To configure authentication with external systems, use the OAuth2IdentityProviders preference in Administration Manager.

To reach the OAuth2IdentityProviders preference, click Administration Manager > Preferences > Application > OAuth2Preferences.

You use the preference to configure OAuth2 identity providers that you can use for authentication with external systems, when you use the following functionality in Spotfire:

Certain data connectors that support identity provider authentication.
WMS layers in map charts, when an identity provider (OAuth) is used as the authentication method.

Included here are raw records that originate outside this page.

//! Consumer worker: validates the checksum trailer of every published block

use std::sync::Arc;

use log::{debug, error};

use crate::{
    checksum,
    error::{ChecksumMismatch, HandoffError, Result},
    region::SharedRegion,
    sync::{Acquire, ExclusionLock, SlotSignal},
};

/// Worker that waits for each published block, recomputes its checksum and
/// compares it with the stored trailer. A mismatch is fatal: the run stops
/// at the offending block with no retry and no further validation.
#[derive(Debug)]
pub struct Consumer {
    region: Arc<ExclusionLock<SharedRegion>>,
    empty: Arc<SlotSignal>,
    full: Arc<SlotSignal>,
    cycles: usize,
    blocks_consumed: usize,
}

impl Consumer {
    /// Create a consumer for `cycles` full-buffer passes
    pub fn new(
        region: Arc<ExclusionLock<SharedRegion>>,
        empty: Arc<SlotSignal>,
        full: Arc<SlotSignal>,
        cycles: usize,
    ) -> Self {
        Self {
            region,
            empty,
            full,
            cycles,
            blocks_consumed: 0,
        }
    }

    /// Total blocks validated so far
    pub fn blocks_consumed(&self) -> usize {
        self.blocks_consumed
    }

    /// Run the validation loop to completion.
    ///
    /// Per block: wait for the full signal, then recompute and compare the
    /// checksum inside the exclusion lock. After a whole cycle passes, the
    /// empty signal is released once so the producer may begin the next
    /// cycle.
    ///
    /// Returns the number of blocks validated, or
    /// [`HandoffError::Mismatch`] on the first corrupted block. Stops early
    /// and cleanly if the full signal is closed during teardown.
    pub fn run(&mut self) -> Result<usize> {
        let block_count = self.region.lock()?.block_count();

        for cycle in 0..self.cycles {
            for block_index in 0..block_count {
                match self.full.acquire()? {
                    Acquire::Granted => {}
                    Acquire::Closed => {
                        debug!("consumer: full signal closed at cycle {}, stopping", cycle);
                        return Ok(self.blocks_consumed);
                    }
                }

                {
                    let region = self.region.lock()?;
                    let block = region.block(block_index)?;
                    let computed = checksum::compute(checksum::payload(block));
                    let stored = checksum::read_trailer(block);
                    if stored != computed {
                        let mismatch = ChecksumMismatch {
                            block_index,
                            cycle_index: cycle,
                            expected: stored,
                            computed,
                        };
                        error!("consumer: {}", mismatch);
                        return Err(HandoffError::Mismatch(mismatch));
                    }
                }
                self.blocks_consumed += 1;
            }

            self.empty.release()?;
            debug!("consumer: cycle {} validated ({} blocks)", cycle, block_count);
        }

        Ok(self.blocks_consumed)
    }
}

#[cfg(test)]
mod tests {
    use super::*;
    use crate::region::BLOCK_SIZE;

    fn region_with_valid_blocks(region_size: usize) -> Arc<ExclusionLock<SharedRegion>> {
        let mut region = SharedRegion::new(region_size, BLOCK_SIZE).unwrap();
        for index in 0..region.block_count() {
            let block = region.block_mut(index).unwrap();
            for (offset, byte) in checksum::payload_mut(block).iter_mut().enumerate() {
                *byte = (index * 31 + offset) as u8;
            }
            let value = checksum::compute(checksum::payload(block));
            checksum::write_trailer(block, value);
        }
        Arc::new(ExclusionLock::new(region))
    }

    #[test]
    fn test_valid_blocks_pass() {
        let region = region_with_valid_blocks(64);
        let empty = Arc::new(SlotSignal::new("empty", 0));
        let full = Arc::new(SlotSignal::new("full", 2));
        let mut consumer = Consumer::new(region, Arc::clone(&empty), full, 1);

        assert_eq!(consumer.run().unwrap(), 2);
        assert_eq!(consumer.blocks_consumed(), 2);
        // End-of-cycle handback to the producer
        assert_eq!(empty.permits().unwrap(), 1);
    }

    #[test]
    fn test_mismatch_is_fatal_and_immediate() {
        let region = region_with_valid_blocks(96);
        {
            let mut guard = region.lock().unwrap();
            guard.block_mut(1).unwrap()[0] ^= 0x01;
        }
        let empty = Arc::new(SlotSignal::new("empty", 0));
        let full = Arc::new(SlotSignal::new("full", 3));
        let mut consumer = Consumer::new(region, Arc::clone(&empty), full, 1);

        match consumer.run() {
            Err(HandoffError::Mismatch(m)) => {
                assert_eq!(m.block_index, 1);
                assert_eq!(m.cycle_index, 0);
                assert_ne!(m.expected, m.computed);
            }
            other => panic!("expected mismatch, got {:?}", other),
        }
        // Block 0 passed; nothing after the corrupted block was touched
        assert_eq!(consumer.blocks_consumed(), 1);
        assert_eq!(empty.permits().unwrap(), 0);
    }

    #[test]
    fn test_closed_full_signal_stops_consumption() {
        let region = region_with_valid_blocks(64);
        let empty = Arc::new(SlotSignal::new("empty", 0));
        let full = Arc::new(SlotSignal::new("full", 0));
        full.close().unwrap();
        let mut consumer = Consumer::new(region, empty, full, 3);

        assert_eq!(consumer.run().unwrap(), 0);
    }
}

Add each identity provider as an object in a JSON array, as seen in the example below.

Example:

[
    {
     issuer: "https:\\issuer1.example.com",
     displayName: "Issuer 1 name"
    },
    {
    type: "OAuth2",
    displayName: "Okta",
    issuer: "https:\\issuer2.example.com",
    publicClient: {
      id: "Client name or ID",
      redirectUrl: "Redirect URL",
      redirectPorts: "Port number"
     },
    defaultScope: "offline_access"
    }
]


Setting	Description
type	The type of identity provider. The type determines what you can use the identity provider for in Spotfire, and makes sure Spotfire can find the default authorization metadata document. Note: The type must match the identity provider. Possible values `OAuth2` An identity provider that uses the OAuth2 protocol for authentication. Used for data connectors. `OpenId` An identity provider that uses the OpenID Connect protocol for authentication. Used for data connectors.
issuer	The issuer identifier of the identity provider. The value is always a URL.
displayName	A descriptive display name for the identity provider. The name is how the identity provider is presented to users in Spotfire.
metadata	`documentPath` The location of the authorization server metadata document, if the location is different from the protocol default. The metadata document is used to find the authorization endpoint and token endpoint, unless you have set them manually. `authorizationEndpoint` The authorization endpoint of the authorization server. If set, takes precedence over the authorization endpoint from the authorization server metadata document. `tokenEndpoint` The token endpoint of the authorization server. If set, takes precedence over the token endpoint from the authorization server metadata document.
publicClient	Information about the public client application you have registered for Spotfire with your identity provider. Required for identity providers of type OpenId and OAuth2. Note: Only use public client application details here, and not details for confidential client applications. Add information as a JSON object. Example: `publicClient: { id: "Client application name or ID", redirectUrl: "Redirect URL", redirectPorts: "Port number" }` Settings `id` The client ID or name of your public client application. `secret` The client secret of your public client application. In many identity providers, public client applications do not have client secrets. `redirectUrl` The redirect URL specified in your client application. By default, Spotfire opens a listener on http://127.0.0.1:[<port>]/auth `redirectPorts` The ports to use for interacting with the identity provider. Only set this if you have specified the port to use in the client application. By default, the port is dynamic and will use any free port.
defaultScope	The scopes to request by default you log in to an external system with the identity provider, if you have not specified scopes manually in the data connection or external library.